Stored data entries
········

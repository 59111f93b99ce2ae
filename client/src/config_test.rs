use std::collections::HashMap;

use super::*;

fn lookup(pairs: &[(&str, &str)]) -> impl Fn(&str) -> Result<String, VarError> {
    let map: HashMap<String, String> = pairs.iter().map(|(k, v)| ((*k).to_owned(), (*v).to_owned())).collect();
    move |key| map.get(key).cloned().ok_or(VarError::NotPresent)
}

#[test]
fn empty_environment_uses_defaults() {
    let config = ClientConfig::from_lookup(lookup(&[]));
    assert_eq!(config.backend_url, "http://localhost:5005");
    assert_eq!(config.timeouts, Timeouts { request_secs: 30, connect_secs: 10 });
    assert!(config.token_file.ends_with(".presto/token"));
}

#[test]
fn explicit_values_override_defaults() {
    let config = ClientConfig::from_lookup(lookup(&[
        ("PRESTO_BACKEND_URL", "https://presto.example.com/"),
        ("PRESTO_TOKEN_FILE", "/tmp/presto-token"),
        ("PRESTO_REQUEST_TIMEOUT_SECS", "5"),
        ("PRESTO_CONNECT_TIMEOUT_SECS", " 2 "),
    ]));
    assert_eq!(config.backend_url, "https://presto.example.com");
    assert_eq!(config.token_file, PathBuf::from("/tmp/presto-token"));
    assert_eq!(config.timeouts, Timeouts { request_secs: 5, connect_secs: 2 });
}

#[test]
fn unparsable_timeout_falls_back() {
    let config = ClientConfig::from_lookup(lookup(&[("PRESTO_REQUEST_TIMEOUT_SECS", "soon")]));
    assert_eq!(config.timeouts.request_secs, DEFAULT_REQUEST_TIMEOUT_SECS);
}

#[test]
fn empty_token_file_uses_default() {
    let config = ClientConfig::from_lookup(lookup(&[("PRESTO_TOKEN_FILE", "")]));
    assert_eq!(config.token_file, default_token_file());
}

#[test]
fn with_backend_url_trims_trailing_slashes() {
    let config = ClientConfig::default().with_backend_url("http://127.0.0.1:9000//");
    assert_eq!(config.backend_url, "http://127.0.0.1:9000");
}
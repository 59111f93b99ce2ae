//! Presto client: editor sessions, dashboard and auth flows over the
//! backend's whole-document store.
//!
//! The document model and every pure editing primitive live in the `deck`
//! crate. This crate adds what touches the outside world: the REST
//! transport, the bearer token, the persistence gateway, and the
//! per-page sessions that validate forms, mutate the document and save it.
//!
//! ## Module layout
//!
//! | Module | Role |
//! |--------|------|
//! | [`editor`] | Editor session: elements, slides, backgrounds, navigation |
//! | [`dashboard`] | Presentation list, cards and creation |
//! | [`auth`] | Login, registration and logout flows |
//! | [`forms`] | Dialog values and their validation |
//! | [`net`] | REST transport, wire types and the persistence gateway |
//! | [`session`] | Bearer token storage |
//! | [`state`] | Overlay and error banner state |
//! | [`routes`] | Client routes and the `slide` query parameter |
//! | [`display`] | Title truncation and card labels |
//! | [`media`] | `data:` URLs from local files |
//! | [`config`] | Environment-driven client configuration |
//! | [`error`] | Error types |

pub mod auth;
pub mod config;
pub mod dashboard;
pub mod display;
pub mod editor;
pub mod error;
pub mod forms;
pub mod media;
pub mod net;
pub mod routes;
pub mod session;
pub mod state;

pub use config::ClientConfig;
pub use dashboard::Dashboard;
pub use editor::Editor;
pub use error::{ApiError, AuthError, EditorError, ValidationError};
pub use net::api::{Backend, HttpBackend};
pub use net::gateway::Gateway;
pub use routes::Route;
pub use session::{FileTokenStore, TokenStore};
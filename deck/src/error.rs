//! Errors raised by deck editing operations.

use crate::model::{ElementId, ElementKind, SlideId};

#[derive(Debug, Clone, PartialEq, Eq, thiserror::Error)]
pub enum DeckError {
    /// The last remaining slide cannot be deleted. The message is user-facing.
    #[error("Cannot delete the only slide. Delete the presentation instead.")]
    LastSlide,
    #[error("slide index {index} out of range ({len} slides)")]
    SlideOutOfRange { index: usize, len: usize },
    #[error("slide not found: {0}")]
    SlideNotFound(SlideId),
    #[error("{kind} not found: {id}")]
    ElementNotFound { kind: ElementKind, id: ElementId },
    #[error("new slide order is not a permutation of the current slides")]
    NotAPermutation,
}
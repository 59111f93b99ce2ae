//! In-memory [`Backend`] for tests.

use std::sync::{Mutex, MutexGuard, PoisonError};

use deck::Presentation;

use super::api::Backend;
use super::types::{AuthResponse, LoginRequest, RegisterRequest, Store};
use crate::error::ApiError;

#[derive(Clone, Debug, PartialEq, Eq)]
pub(crate) enum Call {
    Register(String),
    Login(String),
    Logout(String),
    Fetch(String),
    Put(String),
}

#[derive(Default)]
pub(crate) struct MockBackend {
    store: Mutex<Store>,
    calls: Mutex<Vec<Call>>,
    /// `(status, message)` returned by login/register instead of a token.
    auth_error: Option<(u16, String)>,
    fail_puts: bool,
    /// Apply PUTs but report them as failed, like a timed-out response.
    lose_put_responses: bool,
}

fn lock<T>(m: &Mutex<T>) -> MutexGuard<'_, T> {
    m.lock().unwrap_or_else(PoisonError::into_inner)
}

impl MockBackend {
    pub(crate) fn with_presentations(presentations: Vec<Presentation>) -> Self {
        Self { store: Mutex::new(Store { presentations, ..Store::default() }), ..Self::default() }
    }

    pub(crate) fn failing_auth(status: u16, message: &str) -> Self {
        Self { auth_error: Some((status, message.to_owned())), ..Self::default() }
    }

    pub(crate) fn failing_puts(mut self) -> Self {
        self.fail_puts = true;
        self
    }

    pub(crate) fn losing_put_responses(mut self) -> Self {
        self.lose_put_responses = true;
        self
    }

    pub(crate) fn calls(&self) -> Vec<Call> {
        lock(&self.calls).clone()
    }

    pub(crate) fn put_count(&self) -> usize {
        lock(&self.calls).iter().filter(|c| matches!(c, Call::Put(_))).count()
    }

    pub(crate) fn store(&self) -> Store {
        lock(&self.store).clone()
    }

    pub(crate) fn stored(&self, id: &str) -> Option<Presentation> {
        lock(&self.store).presentation(id).cloned()
    }

    /// Simulate a save from another tab: replace and bump the revision.
    pub(crate) fn external_edit(&self, id: &str, edit: impl FnOnce(&mut Presentation)) {
        let mut store = lock(&self.store);
        if let Some(p) = store.presentations.iter_mut().find(|p| p.id == id) {
            edit(p);
            p.revision += 1;
        }
    }

    fn auth(&self, email: &str) -> Result<AuthResponse, ApiError> {
        match &self.auth_error {
            Some((status, message)) => Err(ApiError::Backend { status: *status, message: message.clone() }),
            None => Ok(AuthResponse { token: format!("token-for-{email}") }),
        }
    }
}

#[async_trait::async_trait]
impl Backend for MockBackend {
    async fn register(&self, request: &RegisterRequest) -> Result<AuthResponse, ApiError> {
        lock(&self.calls).push(Call::Register(request.email.clone()));
        self.auth(&request.email)
    }

    async fn login(&self, request: &LoginRequest) -> Result<AuthResponse, ApiError> {
        lock(&self.calls).push(Call::Login(request.email.clone()));
        self.auth(&request.email)
    }

    async fn logout(&self, token: &str) -> Result<(), ApiError> {
        lock(&self.calls).push(Call::Logout(token.to_owned()));
        Ok(())
    }

    async fn fetch_store(&self, token: &str) -> Result<Store, ApiError> {
        lock(&self.calls).push(Call::Fetch(token.to_owned()));
        Ok(self.store())
    }

    async fn put_store(&self, token: &str, store: &Store) -> Result<(), ApiError> {
        lock(&self.calls).push(Call::Put(token.to_owned()));
        if self.fail_puts {
            return Err(ApiError::Status(500));
        }
        *lock(&self.store) = store.clone();
        if self.lose_put_responses {
            return Err(ApiError::Status(504));
        }
        Ok(())
    }
}
//! YouTube URL handling for video elements.

#[cfg(test)]
#[path = "media_test.rs"]
mod media_test;

use crate::consts::YOUTUBE_ID_LEN;

/// URL fragments that are immediately followed by the video id.
const ID_PREFIXES: [&str; 3] = ["youtube.com/watch?v=", "youtube.com/embed/", "youtu.be/"];

fn is_id_char(c: u8) -> bool {
    c.is_ascii_alphanumeric() || c == b'_' || c == b'-'
}

/// Extract the 11-character video id from a YouTube watch, embed or short
/// URL. The first position in `url` where a prefix is followed by eleven id
/// characters wins; anything after the id (query, playlist) is ignored.
#[must_use]
pub fn youtube_video_id(url: &str) -> Option<&str> {
    let bytes = url.as_bytes();
    for start in 0..bytes.len() {
        for prefix in ID_PREFIXES {
            let Some(rest) = bytes[start..].strip_prefix(prefix.as_bytes()) else {
                continue;
            };
            if rest.len() >= YOUTUBE_ID_LEN && rest[..YOUTUBE_ID_LEN].iter().copied().all(is_id_char) {
                let id_start = start + prefix.len();
                return url.get(id_start..id_start + YOUTUBE_ID_LEN);
            }
        }
    }
    None
}

/// Player URL used when a slide is shown.
#[must_use]
pub fn embed_url(video_id: &str, autoplay: bool) -> String {
    format!("https://www.youtube.com/embed/{video_id}?autoplay={}", u8::from(autoplay))
}
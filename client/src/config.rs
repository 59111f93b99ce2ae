//! Client configuration parsed from environment variables.

#[cfg(test)]
#[path = "config_test.rs"]
mod config_test;

use std::env::VarError;
use std::path::PathBuf;

pub const DEFAULT_BACKEND_URL: &str = "http://localhost:5005";
pub const DEFAULT_REQUEST_TIMEOUT_SECS: u64 = 30;
pub const DEFAULT_CONNECT_TIMEOUT_SECS: u64 = 10;

#[derive(Debug, Clone, Copy, PartialEq, Eq)]
pub struct Timeouts {
    pub request_secs: u64,
    pub connect_secs: u64,
}

impl Default for Timeouts {
    fn default() -> Self {
        Self { request_secs: DEFAULT_REQUEST_TIMEOUT_SECS, connect_secs: DEFAULT_CONNECT_TIMEOUT_SECS }
    }
}

#[derive(Debug, Clone, PartialEq, Eq)]
pub struct ClientConfig {
    /// Backend base URL without a trailing slash.
    pub backend_url: String,
    pub token_file: PathBuf,
    pub timeouts: Timeouts,
}

impl ClientConfig {
    /// Build config from environment variables.
    ///
    /// Optional:
    /// - `PRESTO_BACKEND_URL`: default `http://localhost:5005`
    /// - `PRESTO_TOKEN_FILE`: default `$HOME/.presto/token`
    /// - `PRESTO_REQUEST_TIMEOUT_SECS`: default 30
    /// - `PRESTO_CONNECT_TIMEOUT_SECS`: default 10
    #[must_use]
    pub fn from_env() -> Self {
        Self::from_lookup(|key| std::env::var(key))
    }

    /// Build config from an arbitrary key lookup.
    pub fn from_lookup<F>(lookup: F) -> Self
    where
        F: Fn(&str) -> Result<String, VarError>,
    {
        let backend_url = lookup("PRESTO_BACKEND_URL").unwrap_or_else(|_| DEFAULT_BACKEND_URL.to_owned());
        let token_file = match lookup("PRESTO_TOKEN_FILE") {
            Ok(path) if !path.is_empty() => PathBuf::from(path),
            _ => default_token_file(),
        };
        let timeouts = Timeouts {
            request_secs: parse_or(lookup("PRESTO_REQUEST_TIMEOUT_SECS"), DEFAULT_REQUEST_TIMEOUT_SECS),
            connect_secs: parse_or(lookup("PRESTO_CONNECT_TIMEOUT_SECS"), DEFAULT_CONNECT_TIMEOUT_SECS),
        };
        Self { backend_url: normalize_base_url(&backend_url), token_file, timeouts }
    }

    #[must_use]
    pub fn with_backend_url(mut self, url: &str) -> Self {
        self.backend_url = normalize_base_url(url);
        self
    }
}

impl Default for ClientConfig {
    fn default() -> Self {
        Self {
            backend_url: DEFAULT_BACKEND_URL.to_owned(),
            token_file: default_token_file(),
            timeouts: Timeouts::default(),
        }
    }
}

/// `$HOME/.presto/token`, or `.presto/token` when no home directory exists.
#[must_use]
pub fn default_token_file() -> PathBuf {
    dirs::home_dir().unwrap_or_default().join(".presto").join("token")
}

fn normalize_base_url(url: &str) -> String {
    url.trim().trim_end_matches('/').to_owned()
}

fn parse_or(raw: Result<String, VarError>, default: u64) -> u64 {
    match raw {
        Ok(value) => value.trim().parse().unwrap_or(default),
        Err(_) => default,
    }
}
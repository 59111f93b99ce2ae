use deck::Background;

use super::*;

#[test]
fn blank_name_is_rejected() {
    let form = NewPresentationForm { name: "  ".to_owned(), ..NewPresentationForm::default() };
    let err = form.submit().unwrap_err();
    assert_eq!(err.to_string(), "Presentation name is required.");
}

#[test]
fn new_presentation_has_one_slide() {
    let form = NewPresentationForm {
        name: "Quarterly".to_owned(),
        description: "numbers".to_owned(),
        thumbnail: Some(String::new()),
    };
    let p = form.submit().unwrap();
    assert_eq!(p.name, "Quarterly");
    assert_eq!(p.description, "numbers");
    assert_eq!(p.thumbnail, None);
    assert_eq!(p.slides.len(), 1);
    assert_eq!(p.default_background, Background::default());
}

#[test]
fn title_is_trimmed_and_required() {
    assert_eq!(TitleForm { title: "  Renamed ".to_owned() }.submit(), Ok("Renamed".to_owned()));
    assert_eq!(TitleForm { title: String::new() }.submit().unwrap_err().to_string(), "Title cannot be empty.");
}

#[test]
fn thumbnail_prefers_upload_then_url() {
    let upload = ThumbnailForm { url: "https://x/t.png".to_owned(), file_data: Some("data:image/png;base64,AA".to_owned()) };
    assert_eq!(upload.submit().as_deref(), Some("data:image/png;base64,AA"));
    let url = ThumbnailForm { url: " https://x/t.png ".to_owned(), file_data: None };
    assert_eq!(url.submit().as_deref(), Some("https://x/t.png"));
    assert_eq!(ThumbnailForm::default().submit(), None);
}

#[test]
fn background_form_round_trips() {
    let bg = Background::gradient("#101010", "#202020", "to bottom");
    let form = BackgroundForm::from_background(&bg, true);
    assert!(form.set_default);
    assert_eq!(form.submit(), bg);
}

#[test]
fn background_form_keeps_inactive_payloads() {
    let mut form = BackgroundForm::default();
    form.color = "#ff0000".to_owned();
    form.kind = BackgroundKind::Image;
    form.image = "https://x/bg.jpg".to_owned();
    let bg = form.submit();
    assert_eq!(bg.kind, BackgroundKind::Image);
    assert_eq!(bg.color, "#ff0000");
}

········

▸ Your objective: Go through the records above and, whenever a line includes the word "ThumbnailForm", copy it.

▸ Solution to this exercise:
    let upload = ThumbnailForm { url: "https://x/t.png".to_owned(), file_data: Some("data:image/png;base64,AA".to_owned()) };
    let url = ThumbnailForm { url: " https://x/t.png ".to_owned(), file_data: None };
    assert_eq!(ThumbnailForm::default().submit(), None);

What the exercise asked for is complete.